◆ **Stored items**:
-------------------------
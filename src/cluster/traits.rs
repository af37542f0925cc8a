//! Clustering traits.

use crate::error::Result;

/// Trait for hard clustering algorithms over arbitrary items.
pub trait Clustering<T> {
    /// Fit the model to `items` and return cluster assignments.
    ///
    /// Returns a vector of group labels, one per input item.
    fn fit_predict(&self, items: &[T]) -> Result<Vec<usize>>;

    /// Get the number of clusters.
    fn n_clusters(&self) -> usize;
}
-------------------------
◆ **ACTIVITY**: Beginning with the first line above, transcribe all of the data exactly.

◆ **EXERCISE SOLUTION**:
filename src/cluster/traits.rs
repository af37542f0925cc8a
//! Clustering traits.

use crate::error::Result;

/// Trait for hard clustering algorithms over arbitrary items.
pub trait Clustering<T> {
    /// Fit the model to `items` and return cluster assignments.
    ///
    /// Returns a vector of group labels, one per input item.
    fn fit_predict(&self, items: &[T]) -> Result<Vec<usize>>;

    /// Get the number of clusters.
    fn n_clusters(&self) -> usize;
}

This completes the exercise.